A SPACE SCIENCE JOURNEY

A tour of the solar system and the cosmos beyond, with a celebrity guide standing by.

Saucier opens with two chapters of biography and later shoehorns in a third. Forcibly interspersed are capsule histories of astronomy and the universe, discussions of galaxy and star types, a progression past our astronomical neighbors from the sun to the Oort cloud, and a final omnium-gatherum look at exoplanets, asteroid impacts on Earth and like matters of current interest.

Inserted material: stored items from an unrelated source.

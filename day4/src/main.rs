use anyhow::Result;
use day4::CampCleanup;

fn main() -> Result<()> {
    util::run::<CampCleanup>()
}
pub mod clock;
pub mod input;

Tyson’s role in all this is to be paraphrased, often inanely: “Neil reassures us that dark matter does not interfere with Earth or humans as we move around on our planet’s surface”; “Neil hopes Earth does not end up like Venus….” Not only is the narrative further hampered by clumsy prose, but the author leaves indigo out of the visible spectrum, makes conflicting claims about whether or not Ceres is the only round asteroid, and confusingly asserts that Saturn’s “surface” (which it doesn’t have, at least not a solid one) is less colorful than Jupiter’s due to “a thick layer of clouds” (as if Jupiter lacks the same). Though sometimes misplaced, the many photos, both of space taken by the Hubble Space Telescope and of Tyson at various ages, are a plus but can’t compensate for the book’s many liabilities.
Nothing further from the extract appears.